Se la minaccia si concretizzerà i costruttori dovranno affrontare problemi seri e probabilmente rivedere i loro network industriali e i loro volumi di vendita frutto di investimenti ingenti e di una lunga programmazione. A lasciare qualche spiraglio che l’affaire possa finire in maniera diversa, cioè con un accordo generale che includa anche le auto, sono in molti a sperarlo e ci sono diversi aspetti a supporto della tesi. Il Presidente, ormai famoso per l’approccio del bastone e la carota, non ha proferito la frase in un serioso “one to one” nello Studio Ovale della Casa Bianca, ma in un comizio elettorale in West Virginia in vista delle elezioni di “medio termine” in calendario fra un paio di mesi. Trump utilizza spesso gli attacchi ad effetto per coinvolgere l’elettorato e in questa specifica fase ha particolare bisogno di consensi viste le difficoltà che sta incontrando con due importanti suoi ex collaboratori come Paul Manafort e Michael Cohen.

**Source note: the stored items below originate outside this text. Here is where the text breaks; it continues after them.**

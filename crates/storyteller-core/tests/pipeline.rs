use std::{
    path::{Path, PathBuf},
    sync::{Arc, Mutex},
};

use async_trait::async_trait;
use tempfile::TempDir;

use storyteller_core::{
    Painter, Result, Speaker, SpeechAudio, StoryTeller, StoryTellerConfig, StoryTellerError,
    VideoEncoder, Writer,
};

/// Appends one fixed sentence per call, the way a deterministic
/// text-generation backend would extend the running story.
struct StubWriter {
    calls: Mutex<u32>,
}

impl StubWriter {
    fn new() -> Self {
        Self {
            calls: Mutex::new(0),
        }
    }
}

#[async_trait]
impl Writer for StubWriter {
    async fn generate_text(&self, prompt: &str) -> Result<String> {
        let mut calls = self.calls.lock().unwrap();
        *calls += 1;
        Ok(format!("{} Sentence {}.", prompt, *calls))
    }
}

/// Returns the same text forever, so the sentence count never grows.
struct StalledWriter;

#[async_trait]
impl Writer for StalledWriter {
    async fn generate_text(&self, prompt: &str) -> Result<String> {
        Ok(prompt.to_string())
    }
}

struct StubPainter;

#[async_trait]
impl Painter for StubPainter {
    async fn generate_image(&self, _prompt: &str) -> Result<Vec<u8>> {
        Ok(b"\x89PNG test image".to_vec())
    }
}

struct StubSpeaker;

#[async_trait]
impl Speaker for StubSpeaker {
    async fn synthesize_speech(&self, _text: &str) -> Result<SpeechAudio> {
        // One and a half seconds, forcing the padding path.
        Ok(SpeechAudio {
            samples: vec![0.25; 22050 + 11025],
            sample_rate: 22050,
        })
    }
}

#[derive(Clone, Debug, PartialEq)]
enum EncoderCall {
    Compose(PathBuf),
    Concat(PathBuf),
}

/// Fabricates clip files instead of running ffmpeg and records call order.
struct StubEncoder {
    log: Arc<Mutex<Vec<EncoderCall>>>,
}

impl StubEncoder {
    fn new() -> (Self, Arc<Mutex<Vec<EncoderCall>>>) {
        let log = Arc::new(Mutex::new(Vec::new()));
        (Self { log: log.clone() }, log)
    }
}

#[async_trait]
impl VideoEncoder for StubEncoder {
    async fn compose_clip(
        &self,
        _image: &Path,
        _audio: &Path,
        _subtitles: &Path,
        clip: &Path,
    ) -> Result<()> {
        std::fs::write(clip, b"clip")?;
        self.log
            .lock()
            .unwrap()
            .push(EncoderCall::Compose(clip.to_path_buf()));
        Ok(())
    }

    async fn concat_clips(&self, _manifest: &Path, output: &Path, _workdir: &Path) -> Result<()> {
        std::fs::write(output, b"final")?;
        self.log
            .lock()
            .unwrap()
            .push(EncoderCall::Concat(output.to_path_buf()));
        Ok(())
    }
}

fn stub_pipeline(output_dir: &Path) -> (StoryTeller, Arc<Mutex<Vec<EncoderCall>>>) {
    let config = StoryTellerConfig {
        output_dir: output_dir.to_path_buf(),
        ..StoryTellerConfig::default()
    };
    let (encoder, log) = StubEncoder::new();
    let teller = StoryTeller::with_components(
        config,
        Box::new(StubWriter::new()),
        Box::new(StubPainter),
        Box::new(StubSpeaker),
        Box::new(encoder),
    )
    .unwrap();
    (teller, log)
}

#[tokio::test]
async fn write_story_returns_exactly_n_sentences() {
    let dir = TempDir::new().unwrap();

    for n in 1..=5 {
        let (teller, _) = stub_pipeline(dir.path());
        let sentences = teller.write_story("Hello world.", n).await.unwrap();
        assert_eq!(sentences.len(), n);
        assert_eq!(sentences[0], "Hello world.");
        // In generation order, nothing from beyond the nth.
        for (i, sentence) in sentences.iter().enumerate().skip(1) {
            assert_eq!(sentence, &format!("Sentence {}.", i));
        }
    }
}

#[tokio::test]
async fn write_story_stalls_out_at_the_round_bound() {
    let dir = TempDir::new().unwrap();
    let config = StoryTellerConfig {
        output_dir: dir.path().to_path_buf(),
        max_story_rounds: 8,
        ..StoryTellerConfig::default()
    };
    let (encoder, _) = StubEncoder::new();
    let teller = StoryTeller::with_components(
        config,
        Box::new(StalledWriter),
        Box::new(StubPainter),
        Box::new(StubSpeaker),
        Box::new(encoder),
    )
    .unwrap();

    let err = teller.write_story("One sentence only.", 3).await.unwrap_err();
    assert!(matches!(err, StoryTellerError::StoryStalled { rounds: 8 }));
}

#[tokio::test]
async fn render_segment_writes_ordinal_named_artifacts() {
    let dir = TempDir::new().unwrap();
    let (teller, _) = stub_pipeline(dir.path());

    let clip = teller
        .render_segment(7, "A knight rode forth.", "Beautiful painting")
        .await
        .unwrap();

    assert_eq!(clip, dir.path().join("7.mp4"));
    for artifact in ["7.png", "7.wav", "7.srt", "7.mp4"] {
        assert!(dir.path().join(artifact).exists(), "missing {}", artifact);
    }

    // Padded to two whole seconds, so the cue window is two seconds wide.
    let srt = std::fs::read_to_string(dir.path().join("7.srt")).unwrap();
    assert_eq!(srt, "0\n00:00:00,000 --> 00:00:02,000\nA knight rode forth.\n");
}

#[tokio::test]
async fn generate_concatenates_in_ordinal_order() {
    let dir = TempDir::new().unwrap();
    let (teller, log) = stub_pipeline(dir.path());

    let output = teller
        .generate("Hello world.", "Beautiful painting", 3)
        .await
        .unwrap();
    assert_eq!(output, dir.path().join("out.mp4"));

    let manifest = std::fs::read_to_string(dir.path().join("files.txt")).unwrap();
    assert_eq!(manifest, "file 0.mp4\nfile 1.mp4\nfile 2.mp4\n");

    let log = log.lock().unwrap();
    assert_eq!(
        *log,
        vec![
            EncoderCall::Compose(dir.path().join("0.mp4")),
            EncoderCall::Compose(dir.path().join("1.mp4")),
            EncoderCall::Compose(dir.path().join("2.mp4")),
            EncoderCall::Concat(dir.path().join("out.mp4")),
        ]
    );
}

#[tokio::test]
async fn end_to_end_produces_the_full_artifact_set() {
    let dir = TempDir::new().unwrap();
    let (teller, _) = stub_pipeline(dir.path());

    teller
        .generate("Hello world.", "Beautiful painting", 2)
        .await
        .unwrap();

    let mut names: Vec<String> = std::fs::read_dir(dir.path())
        .unwrap()
        .map(|e| e.unwrap().file_name().to_string_lossy().into_owned())
        .collect();
    names.sort();
    assert_eq!(
        names,
        vec![
            "0.mp4", "0.png", "0.srt", "0.wav", "1.mp4", "1.png", "1.srt", "1.wav", "files.txt",
            "out.mp4",
        ]
    );

    let manifest = std::fs::read_to_string(dir.path().join("files.txt")).unwrap();
    assert_eq!(manifest, "file 0.mp4\nfile 1.mp4\n");
}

Che la ghigliottina dei dazi non sia pronta a scattare, ma ci siano ancora margini di dialogo lo confermano altri elementi, anche se la posizione di Trump è ferma e, come aveva sempre sostenuto Sergio Marchionne, va presa in grande considerazione valutando la sostanza della disputa senza farsi coinvolgere in facili ritorsioni che inasprirebbero solo la disputa. Che la svolta non sia imminente lo conferma anche l’incontro di Juncker e Trump lo scorso 25 luglio a Washington che ha riallacciato le discussioni; il presidente Usa, però, proprio in quella circostanza ha sottolineato che l’auto sarebbe stata una partita a sé. Un tavolo separato perché di particolare importanza visto che gli squilibri in questo settore sono rilevanti. Lo strappo, forse, non conviene a nessuno, ma il Presidente è determinato a ribilanciare una situazione che ha visto a lungo il suo paese svantaggiato. In sostanza, e questo è un dato di fatto, le vetture che dall’Europa vanno negli Usa sono molte di più di quelle che attraversano l’Atlantico in senso contrario, ma pagano meno tasse.

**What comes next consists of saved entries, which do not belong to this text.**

use std::path::PathBuf;

use tokio::fs;
use tracing::info;

use crate::{
    config::StoryTellerConfig,
    encoder::{FfmpegEncoder, VideoEncoder},
    error::{Result, StoryTellerError},
    format::make_subtitle,
    models::{Painter, Speaker, Writer},
    provider::{HttpPainter, HttpSpeaker, HttpWriter},
    seed,
    sentence::SentenceSplitter,
};

/// Drives the whole prompt-to-video flow: story segmentation, one rendered
/// clip per sentence, then concatenation into the final artifact.
///
/// Everything runs sequentially; segments are never rendered in parallel and
/// concatenation starts only after every clip exists on disk.
pub struct StoryTeller {
    config: StoryTellerConfig,
    splitter: SentenceSplitter,
    writer: Box<dyn Writer>,
    painter: Box<dyn Painter>,
    speaker: Box<dyn Speaker>,
    encoder: Box<dyn VideoEncoder>,
}

impl StoryTeller {
    /// Build a pipeline bound to the HTTP inference backends and ffmpeg.
    ///
    /// Dependency checks run first: a missing ffmpeg binary or unavailable
    /// sentence rules fail here, before any generation work begins.
    pub fn new(config: StoryTellerConfig) -> Result<Self> {
        let encoder = FfmpegEncoder::new(config.strict_encoding)?;
        let splitter = SentenceSplitter::new()?;
        seed::set_seed(config.seed);
        let writer = Box::new(HttpWriter::new(&config));
        let painter = Box::new(HttpPainter::new(&config));
        let speaker = Box::new(HttpSpeaker::new(&config));
        Ok(Self {
            config,
            splitter,
            writer,
            painter,
            speaker,
            encoder: Box::new(encoder),
        })
    }

    /// Build a pipeline from explicit components. External tools are the
    /// caller's responsibility here; only the sentence rules are checked.
    pub fn with_components(
        config: StoryTellerConfig,
        writer: Box<dyn Writer>,
        painter: Box<dyn Painter>,
        speaker: Box<dyn Speaker>,
        encoder: Box<dyn VideoEncoder>,
    ) -> Result<Self> {
        let splitter = SentenceSplitter::new()?;
        seed::set_seed(config.seed);
        Ok(Self {
            config,
            splitter,
            writer,
            painter,
            speaker,
            encoder,
        })
    }

    pub fn config(&self) -> &StoryTellerConfig {
        &self.config
    }

    fn output_path(&self, file: &str) -> PathBuf {
        self.config.output_dir.join(file)
    }

    /// Extend the prompt until the story holds strictly more than
    /// `num_sentences` sentences, then truncate to exactly that many.
    ///
    /// The overshoot guards against degenerate short completions: the last
    /// sentence of a completion is often a fragment, and requiring one
    /// sentence beyond the target means every returned sentence is complete.
    /// Bounded by `max_story_rounds`; hitting the bound is a hard error.
    pub async fn write_story(&self, prompt: &str, num_sentences: usize) -> Result<Vec<String>> {
        let mut text = prompt.to_string();
        let mut sentences = Vec::new();
        let mut rounds = 0u32;
        while sentences.len() < num_sentences + 1 {
            if rounds >= self.config.max_story_rounds {
                return Err(StoryTellerError::StoryStalled { rounds });
            }
            text = self.writer.generate_text(&text).await?;
            sentences = self.splitter.split(&text);
            rounds += 1;
        }
        sentences.truncate(num_sentences);
        Ok(sentences)
    }

    /// Render the artifacts for one segment and return the clip path.
    ///
    /// Writes `{ordinal}.png`, `{ordinal}.wav`, `{ordinal}.srt` and
    /// `{ordinal}.mp4` into the output directory.
    pub async fn render_segment(
        &self,
        ordinal: usize,
        sentence: &str,
        painter_prompt_prefix: &str,
    ) -> Result<PathBuf> {
        let image_path = self.output_path(&format!("{}.png", ordinal));
        let audio_path = self.output_path(&format!("{}.wav", ordinal));
        let subtitle_path = self.output_path(&format!("{}.srt", ordinal));
        let clip_path = self.output_path(&format!("{}.mp4", ordinal));

        let image = self
            .painter
            .generate_image(&format!("{} {}", painter_prompt_prefix, sentence))
            .await?;
        fs::write(&image_path, &image).await?;

        let mut audio = self.speaker.synthesize_speech(sentence).await?;
        let duration = audio.pad_to_whole_seconds();
        audio.write_wav(&audio_path)?;

        fs::write(&subtitle_path, make_subtitle(sentence, duration)).await?;

        self.encoder
            .compose_clip(&image_path, &audio_path, &subtitle_path, &clip_path)
            .await?;

        Ok(clip_path)
    }

    /// Concatenate clips, in the order given, into `out.mp4`.
    ///
    /// The manifest lists bare filenames, one `file <name>` line per clip,
    /// and the concat invocation runs from the output directory so they
    /// resolve.
    pub async fn concat_videos(&self, clip_paths: &[PathBuf]) -> Result<PathBuf> {
        let manifest_path = self.output_path("files.txt");
        let output_path = self.output_path("out.mp4");

        let mut manifest = String::new();
        for clip in clip_paths {
            let name = clip
                .file_name()
                .ok_or_else(|| {
                    StoryTellerError::Io(std::io::Error::new(
                        std::io::ErrorKind::InvalidInput,
                        format!("clip path has no file name: {}", clip.display()),
                    ))
                })?
                .to_string_lossy();
            manifest.push_str(&format!("file {}\n", name));
        }
        fs::write(&manifest_path, manifest).await?;

        self.encoder
            .concat_clips(&manifest_path, &output_path, &self.config.output_dir)
            .await?;

        Ok(output_path)
    }

    /// End-to-end run: prompt → sentences → per-segment clips → final video.
    /// Returns the path of the concatenated output.
    pub async fn generate(
        &self,
        prompt: &str,
        painter_prompt_prefix: &str,
        num_sentences: usize,
    ) -> Result<PathBuf> {
        fs::create_dir_all(&self.config.output_dir).await?;

        let sentences = self.write_story(prompt, num_sentences).await?;
        info!(count = sentences.len(), "story segmented");

        let mut clip_paths = Vec::with_capacity(sentences.len());
        for (ordinal, sentence) in sentences.iter().enumerate() {
            info!(ordinal, %sentence, "rendering segment");
            let clip = self
                .render_segment(ordinal, sentence, painter_prompt_prefix)
                .await?;
            clip_paths.push(clip);
        }

        self.concat_videos(&clip_paths).await
    }
}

Un approccio che in ogni caso Trump non accetterà più. Quindi o ci sarà un azzeramento dei dazi sulle vetture come proposto qualche settimana fa dalla cancelliera Merkel (e questo Trump potrebbe accettarlo) o gli europei dovranno rassegnarsi a vedere salire i dazi sulle vetture che attraversano l’Oceano da Est ad Ovest. Che l’uscita di Trump abbia una componete elettorale è evidenziato dall’intervista del suo segretario al Commercio Wilbour Ross al WSJ: decisioni sull’argomento non sono imminenti, i colloqui fra Washington e UE proseguono senza sosta. Diversi paesi Europei fra cui l’Italia, però, hanno già iniziato a fare i conti delle conseguenze sul Pil se si arriverà allo strappo.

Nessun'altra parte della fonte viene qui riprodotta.